▸ PROBLEM STATEMENT: The required output is every record, reproduced exactly.

▸ TASK INPUT:

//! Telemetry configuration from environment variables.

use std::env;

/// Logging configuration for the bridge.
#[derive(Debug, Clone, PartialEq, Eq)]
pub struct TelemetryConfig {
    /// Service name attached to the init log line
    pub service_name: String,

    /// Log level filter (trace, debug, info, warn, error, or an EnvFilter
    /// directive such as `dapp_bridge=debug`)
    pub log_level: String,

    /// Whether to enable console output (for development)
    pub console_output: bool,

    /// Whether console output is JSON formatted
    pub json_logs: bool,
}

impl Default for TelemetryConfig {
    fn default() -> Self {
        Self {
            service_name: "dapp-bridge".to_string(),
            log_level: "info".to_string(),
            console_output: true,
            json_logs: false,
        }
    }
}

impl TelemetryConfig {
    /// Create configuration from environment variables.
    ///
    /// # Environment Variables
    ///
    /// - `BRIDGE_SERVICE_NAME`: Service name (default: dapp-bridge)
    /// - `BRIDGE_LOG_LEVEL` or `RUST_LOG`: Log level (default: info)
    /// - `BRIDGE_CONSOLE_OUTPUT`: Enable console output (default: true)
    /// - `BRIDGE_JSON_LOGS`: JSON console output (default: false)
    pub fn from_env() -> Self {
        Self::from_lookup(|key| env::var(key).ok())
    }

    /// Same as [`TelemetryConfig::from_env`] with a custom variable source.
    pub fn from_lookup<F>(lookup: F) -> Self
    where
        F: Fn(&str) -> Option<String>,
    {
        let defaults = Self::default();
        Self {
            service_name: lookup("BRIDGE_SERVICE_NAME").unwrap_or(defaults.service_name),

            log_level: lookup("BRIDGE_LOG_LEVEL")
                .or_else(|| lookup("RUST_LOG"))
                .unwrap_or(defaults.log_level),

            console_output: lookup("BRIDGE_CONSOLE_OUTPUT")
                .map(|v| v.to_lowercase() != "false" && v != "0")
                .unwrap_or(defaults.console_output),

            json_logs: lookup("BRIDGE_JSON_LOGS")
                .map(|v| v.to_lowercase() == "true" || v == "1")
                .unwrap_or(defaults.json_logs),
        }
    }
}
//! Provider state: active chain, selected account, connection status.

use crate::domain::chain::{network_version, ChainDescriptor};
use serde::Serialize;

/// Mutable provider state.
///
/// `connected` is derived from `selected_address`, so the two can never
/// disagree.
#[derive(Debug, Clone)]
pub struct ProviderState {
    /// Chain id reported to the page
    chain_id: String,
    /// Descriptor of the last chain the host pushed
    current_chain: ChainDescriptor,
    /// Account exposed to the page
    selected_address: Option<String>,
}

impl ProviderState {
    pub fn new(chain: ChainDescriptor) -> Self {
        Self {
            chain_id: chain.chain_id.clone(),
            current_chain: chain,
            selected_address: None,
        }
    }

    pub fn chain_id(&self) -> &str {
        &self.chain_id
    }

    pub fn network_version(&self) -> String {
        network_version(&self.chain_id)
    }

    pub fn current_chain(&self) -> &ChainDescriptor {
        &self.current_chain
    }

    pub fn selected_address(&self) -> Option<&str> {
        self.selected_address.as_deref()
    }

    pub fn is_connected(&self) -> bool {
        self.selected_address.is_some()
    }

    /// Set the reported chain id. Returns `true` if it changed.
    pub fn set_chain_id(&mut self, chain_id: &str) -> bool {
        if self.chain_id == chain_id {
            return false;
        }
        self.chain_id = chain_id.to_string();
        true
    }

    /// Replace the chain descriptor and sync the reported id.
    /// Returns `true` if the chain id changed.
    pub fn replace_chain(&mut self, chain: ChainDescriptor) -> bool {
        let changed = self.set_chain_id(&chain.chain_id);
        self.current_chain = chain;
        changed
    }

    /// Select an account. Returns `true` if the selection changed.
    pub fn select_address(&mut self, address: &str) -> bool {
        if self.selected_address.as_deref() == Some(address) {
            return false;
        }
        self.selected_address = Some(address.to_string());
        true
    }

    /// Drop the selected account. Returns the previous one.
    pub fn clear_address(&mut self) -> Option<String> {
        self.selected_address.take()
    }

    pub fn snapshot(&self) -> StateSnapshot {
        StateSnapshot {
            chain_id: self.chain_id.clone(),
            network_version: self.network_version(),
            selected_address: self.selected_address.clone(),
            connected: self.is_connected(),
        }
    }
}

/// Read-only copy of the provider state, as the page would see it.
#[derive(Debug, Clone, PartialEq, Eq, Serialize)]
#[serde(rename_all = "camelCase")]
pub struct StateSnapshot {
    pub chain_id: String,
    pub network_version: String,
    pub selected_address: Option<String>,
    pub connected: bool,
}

▸ SOLUTION TO THIS EXERCISE:
//! Telemetry configuration from environment variables.

use std::env;

/// Logging configuration for the bridge.
#[derive(Debug, Clone, PartialEq, Eq)]
pub struct TelemetryConfig {
    /// Service name attached to the init log line
    pub service_name: String,

    /// Log level filter (trace, debug, info, warn, error, or an EnvFilter
    /// directive such as `dapp_bridge=debug`)
    pub log_level: String,

    /// Whether to enable console output (for development)
    pub console_output: bool,

    /// Whether console output is JSON formatted
    pub json_logs: bool,
}

impl Default for TelemetryConfig {
    fn default() -> Self {
        Self {
            service_name: "dapp-bridge".to_string(),
            log_level: "info".to_string(),
            console_output: true,
            json_logs: false,
        }
    }
}

impl TelemetryConfig {
    /// Create configuration from environment variables.
    ///
    /// # Environment Variables
    ///
    /// - `BRIDGE_SERVICE_NAME`: Service name (default: dapp-bridge)
    /// - `BRIDGE_LOG_LEVEL` or `RUST_LOG`: Log level (default: info)
    /// - `BRIDGE_CONSOLE_OUTPUT`: Enable console output (default: true)
    /// - `BRIDGE_JSON_LOGS`: JSON console output (default: false)
    pub fn from_env() -> Self {
        Self::from_lookup(|key| env::var(key).ok())
    }

    /// Same as [`TelemetryConfig::from_env`] with a custom variable source.
    pub fn from_lookup<F>(lookup: F) -> Self
    where
        F: Fn(&str) -> Option<String>,
    {
        let defaults = Self::default();
        Self {
            service_name: lookup("BRIDGE_SERVICE_NAME").unwrap_or(defaults.service_name),

            log_level: lookup("BRIDGE_LOG_LEVEL")
                .or_else(|| lookup("RUST_LOG"))
                .unwrap_or(defaults.log_level),

            console_output: lookup("BRIDGE_CONSOLE_OUTPUT")
                .map(|v| v.to_lowercase() != "false" && v != "0")
                .unwrap_or(defaults.console_output),

            json_logs: lookup("BRIDGE_JSON_LOGS")
                .map(|v| v.to_lowercase() == "true" || v == "1")
                .unwrap_or(defaults.json_logs),
        }
    }
}
//! Provider state: active chain, selected account, connection status.

use crate::domain::chain::{network_version, ChainDescriptor};
use serde::Serialize;

/// Mutable provider state.
///
/// `connected` is derived from `selected_address`, so the two can never
/// disagree.
#[derive(Debug, Clone)]
pub struct ProviderState {
    /// Chain id reported to the page
    chain_id: String,
    /// Descriptor of the last chain the host pushed
    current_chain: ChainDescriptor,
    /// Account exposed to the page
    selected_address: Option<String>,
}

impl ProviderState {
    pub fn new(chain: ChainDescriptor) -> Self {
        Self {
            chain_id: chain.chain_id.clone(),
            current_chain: chain,
            selected_address: None,
        }
    }

    pub fn chain_id(&self) -> &str {
        &self.chain_id
    }

    pub fn network_version(&self) -> String {
        network_version(&self.chain_id)
    }

    pub fn current_chain(&self) -> &ChainDescriptor {
        &self.current_chain
    }

    pub fn selected_address(&self) -> Option<&str> {
        self.selected_address.as_deref()
    }

    pub fn is_connected(&self) -> bool {
        self.selected_address.is_some()
    }

    /// Set the reported chain id. Returns `true` if it changed.
    pub fn set_chain_id(&mut self, chain_id: &str) -> bool {
        if self.chain_id == chain_id {
            return false;
        }
        self.chain_id = chain_id.to_string();
        true
    }

    /// Replace the chain descriptor and sync the reported id.
    /// Returns `true` if the chain id changed.
    pub fn replace_chain(&mut self, chain: ChainDescriptor) -> bool {
        let changed = self.set_chain_id(&chain.chain_id);
        self.current_chain = chain;
        changed
    }

    /// Select an account. Returns `true` if the selection changed.
    pub fn select_address(&mut self, address: &str) -> bool {
        if self.selected_address.as_deref() == Some(address) {
            return false;
        }
        self.selected_address = Some(address.to_string());
        true
    }

    /// Drop the selected account. Returns the previous one.
    pub fn clear_address(&mut self) -> Option<String> {
        self.selected_address.take()
    }

    pub fn snapshot(&self) -> StateSnapshot {
        StateSnapshot {
            chain_id: self.chain_id.clone(),
            network_version: self.network_version(),
            selected_address: self.selected_address.clone(),
            connected: self.is_connected(),
        }
    }
}

/// Read-only copy of the provider state, as the page would see it.
#[derive(Debug, Clone, PartialEq, Eq, Serialize)]
#[serde(rename_all = "camelCase")]
pub struct StateSnapshot {
    pub chain_id: String,
    pub network_version: String,
    pub selected_address: Option<String>,
    pub connected: bool,
}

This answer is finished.